The demand for new commercial and residential structures is growing on a daily basis, and so modular developments that can be completed at speed are becoming increasingly important. Not only can pre-built structures take many shapes, but it is also relatively easy to incorporate renewable energy technologies into their design – which is important with the focus on sustainability at the moment.
Sustainability in construction
When most people think about how buildings are constructed, they probably think about noisy, busy and dirty construction sites. There is no getting away from the fact that our demand for more internal space and new buildings is having an impact on the planet. In fact, a recent report from the Global Alliance for Buildings and Construction (The World GBC) in association with the UN Environment Programme and the International Energy Agency, stated that: “building construction and operations were, globally, responsible for 36% of final energy use in 2018.”
The report also went on to state that worldwide the construction sector accounted for “39% of energy-related carbon dioxide emissions in 2018.” Which begs the question, as the demand for structures increases, could modular buildings be the future of construction – by making it more sustainable?
History of modular buildings
Despite being the “future” of construction, prefabricated buildings are not new. In fact, their history can be traced back to the end of World War II where they were used as a solution to the significant housing shortage.
In fact, The PreFab museum states that 156,623 temporary prefabricated bungalows were erected in the UK between 1945 and 1949 alone.
It has taken almost 70 years though, for the idea of modular, pre-built, sustainable structures to really gain traction – mainly due to the increased focus on the impact that construction is having on the environment.
How can modular buildings be used?
Modular building isn’t limited to bungalows, pre-built structures can actually take many forms, as we can see through the variety of residential developments that are starting to be built across the UK.
Take Lister Terrace in the Royal Borough of Greenwich in southeast London for example. This consists of four new residential properties, “precision engineered” at ilke Homes in Yorkshire and lifted into place using cranes.
They have been engineered with the environment in mind, using air source heat pumps and solar panels in place of gas boilers – which also enables them to generate more energy than they consume.

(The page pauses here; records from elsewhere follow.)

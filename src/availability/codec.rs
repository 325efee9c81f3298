use serde_json::Value;

use super::aliases::normalize_record;
use super::day::Day;
use super::grid::SlotGrid;
use super::range::{AvailabilityRange, RangeError};
use super::slot::{Band, HourSlot, SlotCatalog};

#[derive(Debug, Clone, PartialEq)]
pub struct SkippedRecord {
    pub index: usize,
    pub error: RangeError,
}

#[derive(Debug, Clone, PartialEq)]
pub struct Expansion {
    pub grid: SlotGrid,
    pub skipped: Vec<SkippedRecord>,
}

/// Collapses selected hours into the fewest ranges that reproduce them.
///
/// Runs never cross a band gap, because the boundary hours (12, 17, 22) are
/// not selectable. Output is day-major, then band, then start hour.
pub fn compact(grid: &SlotGrid) -> Vec<AvailabilityRange> {
    let mut ranges = Vec::new();

    for day in SlotCatalog::days() {
        for band in Band::ALL {
            let mut run: Option<(u8, u8)> = None;

            for slot in band.slots() {
                if grid.is_set(day, slot) {
                    run = match run {
                        Some((start, _)) => Some((start, slot.end_hour())),
                        None => Some((slot.start_hour(), slot.end_hour())),
                    };
                } else if let Some((start, end)) = run.take() {
                    ranges.extend(close_run(day, start, end));
                }
            }

            if let Some((start, end)) = run {
                ranges.extend(close_run(day, start, end));
            }
        }
    }

    ranges
}

fn close_run(day: Day, start: u8, end: u8) -> Option<AvailabilityRange> {
    match AvailabilityRange::from_hours(day, start, end) {
        Ok(range) => Some(range),
        Err(e) => {
            tracing::warn!("Dropping selected run {} {}-{}: {}", day, start, end, e);
            None
        }
    }
}

/// Marks every catalog hour touched by `ranges`. Hours the catalog does not
/// offer are dropped.
pub fn expand(ranges: &[AvailabilityRange]) -> SlotGrid {
    ranges.iter().fold(SlotGrid::empty(), |grid, range| {
        range
            .hours()
            .filter_map(HourSlot::new)
            .filter(|slot| SlotCatalog::contains(*slot))
            .fold(grid, |grid, slot| grid.set(range.day(), slot, true))
    })
}

pub fn expand_with_report(records: &[Value]) -> Expansion {
    let mut ranges = Vec::with_capacity(records.len());
    let mut skipped = Vec::new();

    for (index, record) in records.iter().enumerate() {
        match normalize_record(record) {
            Ok(range) => ranges.push(range),
            Err(error) => {
                tracing::warn!("Skipping availability record {}: {} ({})", index, error, record);
                skipped.push(SkippedRecord { index, error });
            }
        }
    }

    Expansion {
        grid: expand(&ranges),
        skipped,
    }
}

pub fn expand_records(records: &[Value]) -> SlotGrid {
    expand_with_report(records).grid
}

pub fn normalize(records: &[Value]) -> Vec<AvailabilityRange> {
    compact(&expand_records(records))
}

#[cfg(test)]
mod tests {
    use super::*;
    use pretty_assertions::assert_eq;
    use proptest::prelude::*;
    use serde_json::json;

    fn slot(hour: u8) -> HourSlot {
        HourSlot::new(hour).unwrap()
    }

    fn range(day: Day, start: u8, end: u8) -> AvailabilityRange {
        AvailabilityRange::from_hours(day, start, end).unwrap()
    }

    fn grid_with(selection: &[(Day, u8)]) -> SlotGrid {
        selection
            .iter()
            .fold(SlotGrid::empty(), |grid, (day, hour)| grid.toggle(*day, slot(*hour)))
    }

    #[test]
    fn empty_grid_compacts_to_nothing() {
        assert!(compact(&SlotGrid::empty()).is_empty());
    }

    #[test]
    fn consecutive_hours_merge_into_one_range() {
        let grid = grid_with(&[
            (Day::Monday, 8),
            (Day::Monday, 9),
            (Day::Monday, 10),
            (Day::Wednesday, 18),
        ]);

        let wire = serde_json::to_value(compact(&grid)).unwrap();

        assert_eq!(
            wire,
            json!([
                {"dayIndex": 1, "startTime": "08:00:00", "endTime": "11:00:00"},
                {"dayIndex": 3, "startTime": "18:00:00", "endTime": "19:00:00"}
            ])
        );
    }

    #[test]
    fn runs_do_not_merge_across_band_gap() {
        let grid = grid_with(&[(Day::Friday, 11), (Day::Friday, 13)]);

        assert_eq!(
            compact(&grid),
            vec![range(Day::Friday, 11, 12), range(Day::Friday, 13, 14)]
        );
    }

    #[test]
    fn gap_inside_band_splits_run() {
        let grid = grid_with(&[(Day::Sunday, 18), (Day::Sunday, 20), (Day::Sunday, 21)]);

        assert_eq!(
            compact(&grid),
            vec![range(Day::Sunday, 18, 19), range(Day::Sunday, 20, 22)]
        );
    }

    #[test]
    fn output_is_ordered_day_then_band() {
        let grid = grid_with(&[(Day::Saturday, 8), (Day::Monday, 19), (Day::Monday, 9)]);

        assert_eq!(
            compact(&grid),
            vec![
                range(Day::Monday, 9, 10),
                range(Day::Monday, 19, 20),
                range(Day::Saturday, 8, 9),
            ]
        );
    }

    #[test]
    fn full_day_selection_yields_one_range_per_band() {
        let grid = SlotCatalog::slots().fold(SlotGrid::empty(), |g, s| g.toggle(Day::Tuesday, s));

        assert_eq!(
            compact(&grid),
            vec![
                range(Day::Tuesday, 8, 12),
                range(Day::Tuesday, 13, 17),
                range(Day::Tuesday, 18, 22),
            ]
        );
    }

    #[test]
    fn expand_accepts_both_field_namings() {
        let camel = expand_records(&[json!({"dayOfWeek": 1, "startTime": "08:00:00", "endTime": "10:00:00"})]);
        let snake = expand_records(&[json!({"day_of_week": 1, "start_time": "08:00", "end_time": "10:00"})]);

        assert_eq!(camel, snake);
        assert_eq!(camel, grid_with(&[(Day::Monday, 8), (Day::Monday, 9)]));
    }

    #[test]
    fn partial_end_hour_rounds_up() {
        let grid = expand_records(&[json!({"dayIndex": 2, "startTime": "14:00:00", "endTime": "15:30:00"})]);

        let hours: Vec<u8> = grid.selected(Day::Tuesday).map(HourSlot::start_hour).collect();
        assert_eq!(hours, vec![14, 15]);
    }

    #[test]
    fn out_of_catalog_hours_are_dropped() {
        let grid = expand(&[range(Day::Thursday, 6, 10), range(Day::Thursday, 12, 13)]);

        let hours: Vec<u8> = grid.selected(Day::Thursday).map(HourSlot::start_hour).collect();
        assert_eq!(hours, vec![8, 9]);
    }

    #[test]
    fn malformed_records_are_skipped_without_aborting() {
        let records = vec![
            json!({"dayOfWeek": 9, "startTime": "08:00", "endTime": "09:00"}),
            json!({"dayOfWeek": 1, "startTime": "8 o'clock", "endTime": "09:00"}),
            json!({"dayOfWeek": 1}),
            json!("not a record"),
            json!({"dayOfWeek": 1, "startTime": "10:00", "endTime": "09:00"}),
            json!({"dayOfWeek": 4, "startTime": "19:00", "endTime": "20:00"}),
        ];

        let expansion = expand_with_report(&records);

        assert_eq!(expansion.grid, grid_with(&[(Day::Thursday, 19)]));
        let skipped: Vec<usize> = expansion.skipped.iter().map(|s| s.index).collect();
        assert_eq!(skipped, vec![0, 1, 2, 3, 4]);
    }

    #[test]
    fn close_run_builds_whole_hour_range() {
        assert_eq!(close_run(Day::Monday, 8, 11), Some(range(Day::Monday, 8, 11)));
    }

    #[test]
    fn close_run_rejects_empty_run_instead_of_panicking() {
        assert_eq!(close_run(Day::Monday, 10, 10), None);
        assert_eq!(close_run(Day::Monday, 23, 25), None);
    }

    #[test]
    fn overlapping_ranges_union() {
        let grid = expand(&[range(Day::Monday, 8, 10), range(Day::Monday, 9, 11)]);
        assert_eq!(compact(&grid), vec![range(Day::Monday, 8, 11)]);
    }

    #[test]
    fn normalize_drops_precision_and_stays_stable() {
        let records = vec![
            json!({"day_of_week": 0, "start_time": "07:00", "end_time": "09:15"}),
            json!({"dayOfWeek": 0, "startTime": "10:00", "endTime": "11:00"}),
        ];

        let once = normalize(&records);
        assert_eq!(once, vec![range(Day::Sunday, 8, 11)]);

        let wire: Vec<Value> = once.iter().map(|r| serde_json::to_value(r).unwrap()).collect();
        assert_eq!(normalize(&wire), once);
    }

    fn arb_grid() -> impl Strategy<Value = SlotGrid> {
        let cells: Vec<(Day, HourSlot)> = SlotCatalog::days()
            .into_iter()
            .flat_map(|day| SlotCatalog::slots().map(move |slot| (day, slot)))
            .collect();
        prop::collection::vec(any::<bool>(), cells.len()).prop_map(move |flags| {
            cells
                .iter()
                .zip(flags)
                .filter(|(_, on)| *on)
                .fold(SlotGrid::empty(), |grid, ((day, slot), _)| grid.toggle(*day, *slot))
        })
    }

    fn arb_day_value() -> impl Strategy<Value = Value> {
        (0i64..9, 0u8..4).prop_map(|(index, style)| match (style, Day::from_index(index)) {
            (0, _) => json!(index),
            (1, _) => json!(index.to_string()),
            (2, Some(day)) => json!(day.short_label()),
            (_, Some(day)) => json!(day.long_label().to_lowercase()),
            (_, None) => json!("someday"),
        })
    }

    fn arb_record() -> impl Strategy<Value = Value> {
        (
            arb_day_value(),
            (0u32..24, 0u32..60, 0u32..60),
            (1u32..6, 0u32..60, 0u32..60),
            any::<[bool; 3]>(),
        )
            .prop_map(|(day, (start, start_minute, start_second), (len, end_minute, end_second), snake)| {
                let end = (start + len).min(24);
                let (end_minute, end_second) = if end == 24 { (0, 0) } else { (end_minute, end_second) };
                let start_time = format!("{:02}:{:02}:{:02}", start, start_minute, start_second);
                let end_time = format!("{:02}:{:02}:{:02}", end, end_minute, end_second);

                let key = |i: usize, camel: &str, snake_name: &str| {
                    if snake[i] { snake_name.to_string() } else { camel.to_string() }
                };
                let mut record = serde_json::Map::new();
                record.insert(key(0, "dayOfWeek", "day_of_week"), day);
                record.insert(key(1, "startTime", "start_time"), json!(start_time));
                record.insert(key(2, "endTime", "end_time"), json!(end_time));
                Value::Object(record)
            })
    }

    proptest! {
        #[test]
        fn expand_inverts_compact(grid in arb_grid()) {
            prop_assert_eq!(expand(&compact(&grid)), grid);
        }

        #[test]
        fn compact_expand_is_idempotent(records in prop::collection::vec(arb_record(), 0..12)) {
            let first = normalize(&records);
            let second = compact(&expand(&first));
            prop_assert_eq!(second, first);
        }

        #[test]
        fn compacted_ranges_are_minimal(grid in arb_grid()) {
            let ranges = compact(&grid);
            for pair in ranges.windows(2) {
                let adjacent = pair[0].day() == pair[1].day()
                    && pair[0].end_time() == pair[1].start_time();
                prop_assert!(!adjacent, "adjacent ranges left unmerged: {:?}", pair);
            }
        }
    }
}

Modular buildings are not just useful in the residential sector, their reduced energy usage can also be used to advantage in commercial situations as well. For example, the Northumbria Healthcare NHS Foundation Trust recently started work on an £8 million state-of-the-art healthcare sterilisation facility.
The Trust aims for this building to be a carbon-neutral facility, and so has committed to 90% of the scheme being “completed offsite, reducing both construction time and cost.”
So, it seems that modular construction could be the answer to a more sustainable way of building, allowing both commercial and residential projects to be completed quickly and efficiently while maintaining high standards of quality and durability.